Sheona, an immigration and asylum specialist, is also an accomplished rock climber and mountaineer with 30 years of experience amassed from climbing in the UK and across the world.
This year she joined an Australian commercial expedition to mark the 100 year anniversary of the final leg of Shackleton’s Imperial Trans-Antarctic Expedition. In 1917, Shackleton was forced to sail 800 miles with five men to seek help from a remote whaling station in Stromness on the island of South Georgia while his remaining crew of 22 men were left stranded on a tiny rocky beach on Elephant Island.
Sheona began her own epic journey in Ushuaia, on the southern tip of South America where she sailed in a Russian boat with a Russian crew, 50 passengers and 10 expedition staff to the Antarctic peninsular.
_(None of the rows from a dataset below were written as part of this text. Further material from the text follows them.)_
//! fOS Visibility - Element Visibility Observation
//!
//! Decides whether one element is actually visible to the user by
//! combining six independent signals:
//! - computed `visibility`, `display` and `opacity`
//! - intersection with the viewport (or a configured root)
//! - window focus
//! - page (tab) visibility
//!
//! The element counts as visible only when every signal agrees. The
//! consumer callback runs on transitions of that verdict only.
//!
//! The host environment is reached through the traits in [`host`]; a
//! [`VisibilityObserver`] never talks to a concrete browser directly.

pub mod host;
mod compat;
mod config;
mod engine;
mod error;
mod observer;
mod registry;
mod signals;
mod state;

#[cfg(test)]
mod testing;

pub use compat::{resolve_visibility_api_names, UnsupportedEnvironment, VisibilityApiNames, VisibilityCapabilities};
pub use config::{ObserverSettings, TargetRef, VisibilityObserverOptions};
pub use engine::{AggregationEngine, SignalSink, VisibilityCallback};
pub use error::ObserverError;
pub use host::Environment;
pub use observer::{Lifecycle, VisibilityObserver};
pub use registry::ObserverRegistry;
pub use signals::{CssVisibility, StyleVisibilityChecker};
pub use state::{Signal, SignalState};
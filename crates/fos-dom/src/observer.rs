//! DOM Observers
//!
//! MutationObserver and IntersectionObserver bookkeeping. Observers only
//! queue records; the host decides when to deliver them to callbacks.

use std::collections::HashMap;
use std::sync::atomic::{AtomicU64, Ordering};

use crate::geometry::{DOMRect, RootMargin};
use crate::{DomError, DomTree, NodeId};

static NEXT_OBSERVER_ID: AtomicU64 = AtomicU64::new(1);

fn next_observer_id() -> u64 {
    NEXT_OBSERVER_ID.fetch_add(1, Ordering::Relaxed)
}

/// Mutation type
#[derive(Debug, Clone, Copy, PartialEq, Eq)]
pub enum MutationType {
    Attributes,
    CharacterData,
    ChildList,
}

/// Mutation record
#[derive(Debug, Clone, PartialEq)]
pub struct MutationRecord {
    pub mutation_type: MutationType,
    pub target: NodeId,
    pub added_nodes: Vec<NodeId>,
    pub removed_nodes: Vec<NodeId>,
    pub attribute_name: Option<String>,
    pub old_value: Option<String>,
}

impl MutationRecord {
    /// Attribute change on `target`
    pub fn attributes(target: NodeId, name: &str, old_value: Option<String>) -> Self {
        Self {
            mutation_type: MutationType::Attributes,
            target,
            added_nodes: Vec::new(),
            removed_nodes: Vec::new(),
            attribute_name: Some(name.to_ascii_lowercase()),
            old_value,
        }
    }

    /// Children added to or removed from `target`
    pub fn child_list(target: NodeId, added: Vec<NodeId>, removed: Vec<NodeId>) -> Self {
        Self {
            mutation_type: MutationType::ChildList,
            target,
            added_nodes: added,
            removed_nodes: removed,
            attribute_name: None,
            old_value: None,
        }
    }
}

/// Mutation observer options
#[derive(Debug, Clone, Default, PartialEq)]
pub struct MutationObserverInit {
    pub child_list: bool,
    pub attributes: bool,
    pub character_data: bool,
    pub subtree: bool,
    pub attribute_old_value: bool,
    pub character_data_old_value: bool,
    pub attribute_filter: Option<Vec<String>>,
}

impl MutationObserverInit {
    /// Attribute changes on the target only
    pub fn attributes_only() -> Self {
        Self { attributes: true, ..Default::default() }
    }

    fn accepts(&self, mutation: &MutationRecord) -> bool {
        match mutation.mutation_type {
            MutationType::Attributes => {
                self.attributes
                    && match (&self.attribute_filter, &mutation.attribute_name) {
                        (Some(filter), Some(attr)) => filter.iter().any(|f| f.eq_ignore_ascii_case(attr)),
                        _ => true,
                    }
            }
            MutationType::CharacterData => self.character_data,
            MutationType::ChildList => self.child_list,
        }
    }

    fn keeps_old_value(&self, mutation_type: MutationType) -> bool {
        match mutation_type {
            MutationType::Attributes => self.attribute_old_value,
            MutationType::CharacterData => self.character_data_old_value,
            MutationType::ChildList => false,
        }
    }
}

/// Mutation observer
#[derive(Debug)]
pub struct MutationObserver {
    id: u64,
    observations: Vec<(NodeId, MutationObserverInit)>,
    pending_records: Vec<MutationRecord>,
}

impl Default for MutationObserver {
    fn default() -> Self {
        Self::new()
    }
}

impl MutationObserver {
    pub fn new() -> Self {
        Self {
            id: next_observer_id(),
            observations: Vec::new(),
            pending_records: Vec::new(),
        }
    }

    pub fn id(&self) -> u64 {
        self.id
    }

    /// Observe a target, replacing any previous options for it
    pub fn observe(&mut self, target: NodeId, options: MutationObserverInit) {
        match self.observations.iter_mut().find(|(t, _)| *t == target) {
            Some((_, existing)) => *existing = options,
            None => self.observations.push((target, options)),
        }
    }

    /// Stop observing everything and drop queued records
    pub fn disconnect(&mut self) {
        self.observations.clear();
        self.pending_records.clear();
    }

    /// Check if observing node
    pub fn is_observing(&self, node: NodeId) -> bool {
        self.observations.iter().any(|(t, _)| *t == node)
    }

    /// Whether any target is observed
    pub fn is_active(&self) -> bool {
        !self.observations.is_empty()
    }

    /// Queue `mutation` if any observation matches it. Returns whether it was queued.
    pub fn record(&mut self, mutation: &MutationRecord, tree: &DomTree) -> bool {
        let matched = self.observations.iter().find(|(target, options)| {
            let in_scope = *target == mutation.target
                || (options.subtree && tree.ancestors(mutation.target).any(|a| a == *target));
            in_scope && options.accepts(mutation)
        });

        let Some((_, options)) = matched else {
            return false;
        };
        tracing::trace!(observer = self.id, target = %mutation.target, kind = ?mutation.mutation_type, "Queued mutation record");

        let mut record = mutation.clone();
        if !options.keeps_old_value(record.mutation_type) {
            record.old_value = None;
        }
        self.pending_records.push(record);
        true
    }

    /// Take pending records
    pub fn take_records(&mut self) -> Vec<MutationRecord> {
        std::mem::take(&mut self.pending_records)
    }

    pub fn has_pending(&self) -> bool {
        !self.pending_records.is_empty()
    }
}

/// Intersection observer options
#[derive(Debug, Clone, PartialEq)]
pub struct IntersectionObserverInit {
    /// Root element (None = viewport)
    pub root: Option<NodeId>,
    /// Root margin, CSS margin shorthand
    pub root_margin: String,
    /// Thresholds to trigger callback
    pub threshold: Vec<f64>,
}

impl Default for IntersectionObserverInit {
    fn default() -> Self {
        Self {
            root: None,
            root_margin: "0px".to_string(),
            threshold: vec![0.0],
        }
    }
}

/// Intersection observer entry
#[derive(Debug, Clone, PartialEq)]
pub struct IntersectionObserverEntry {
    pub target: NodeId,
    pub bounding_client_rect: DOMRect,
    pub intersection_rect: DOMRect,
    pub root_bounds: Option<DOMRect>,
    pub intersection_ratio: f64,
    pub is_intersecting: bool,
    pub time: f64,
}

/// What was last reported for a target
#[derive(Debug, Clone, Copy, PartialEq)]
struct LastReport {
    threshold_index: usize,
    is_intersecting: bool,
}

/// Intersection observer
#[derive(Debug)]
pub struct IntersectionObserver {
    id: u64,
    root: Option<NodeId>,
    root_margin: RootMargin,
    thresholds: Vec<f64>,
    observed: Vec<(NodeId, Option<LastReport>)>,
    pending_entries: Vec<IntersectionObserverEntry>,
}

impl IntersectionObserver {
    pub fn new(init: IntersectionObserverInit) -> Result<Self, DomError> {
        let root_margin = RootMargin::parse(&init.root_margin)?;

        let mut thresholds = init.threshold;
        if let Some(&bad) = thresholds.iter().find(|t| !(0.0..=1.0).contains(*t)) {
            return Err(DomError::InvalidThreshold(bad));
        }
        if thresholds.is_empty() {
            thresholds.push(0.0);
        }
        thresholds.sort_by(f64::total_cmp);
        thresholds.dedup();

        Ok(Self {
            id: next_observer_id(),
            root: init.root,
            root_margin,
            thresholds,
            observed: Vec::new(),
            pending_entries: Vec::new(),
        })
    }

    pub fn id(&self) -> u64 {
        self.id
    }

    pub fn root(&self) -> Option<NodeId> {
        self.root
    }

    pub fn thresholds(&self) -> &[f64] {
        &self.thresholds
    }

    /// Observe an element. Its first check always produces an entry.
    pub fn observe(&mut self, target: NodeId) {
        if !self.observes(target) {
            self.observed.push((target, None));
        }
    }

    /// Stop observing, dropping queued entries for the target
    pub fn unobserve(&mut self, target: NodeId) {
        self.observed.retain(|(node, _)| *node != target);
        self.pending_entries.retain(|e| e.target != target);
    }

    /// Disconnect all
    pub fn disconnect(&mut self) {
        self.observed.clear();
        self.pending_entries.clear();
    }

    pub fn observes(&self, target: NodeId) -> bool {
        self.observed.iter().any(|(node, _)| *node == target)
    }

    pub fn observed_count(&self) -> usize {
        self.observed.len()
    }

    /// Check intersections against `root_bounds` (None when the root is not rendered)
    pub fn check_intersections(
        &mut self,
        root_bounds: Option<DOMRect>,
        element_rects: &HashMap<NodeId, DOMRect>,
        time: f64,
    ) {
        let root = root_bounds.map(|bounds| self.root_margin.apply(bounds));

        for (node, last) in &mut self.observed {
            let rect = element_rects.get(node).copied();
            let intersection = match (rect, root) {
                (Some(rect), Some(root)) => rect.intersection(&root),
                _ => None,
            };

            let is_intersecting = intersection.is_some();
            let ratio = match (rect, intersection) {
                (Some(rect), Some(hit)) if rect.area() > 0.0 => hit.area() / rect.area(),
                (_, Some(_)) => 1.0,
                _ => 0.0,
            };
            let threshold_index = if is_intersecting {
                self.thresholds.iter().take_while(|&&t| t <= ratio).count()
            } else {
                0
            };

            let report = LastReport { threshold_index, is_intersecting };
            if *last == Some(report) {
                continue;
            }
            *last = Some(report);

            self.pending_entries.push(IntersectionObserverEntry {
                target: *node,
                bounding_client_rect: rect.unwrap_or_default(),
                intersection_rect: intersection.unwrap_or_default(),
                root_bounds: root,
                intersection_ratio: ratio,
                is_intersecting,
                time,
            });
        }
    }

    /// Take pending entries
    pub fn take_entries(&mut self) -> Vec<IntersectionObserverEntry> {
        std::mem::take(&mut self.pending_entries)
    }

    pub fn has_pending(&self) -> bool {
        !self.pending_entries.is_empty()
    }
}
From there, following in Shackleton’s footsteps, the expedition crossed the Weddell Sea to Elephant Island and then on to the island of South Georgia in the South Atlantic Ocean. Sheona was one of only six experienced climbers chosen to make the two-day traverse of the South Georgia mountains.
After the gruelling voyage from Elephant Island to South Georgia, Shackleton’s small crew had run out of fresh water and were forced to land on the west coast of the island. To reach the whaling station on the east coast, Shackleton had to cross the unmapped mountainous interior. One hundred years later, Sheona’s team followed in Shackleton’s footsteps across crevasses and high passes to reach Fortuna Bay and a final 7km hike to Stromness.
Sheona is also a Reader at Kent and is involved in teaching, research and policy work.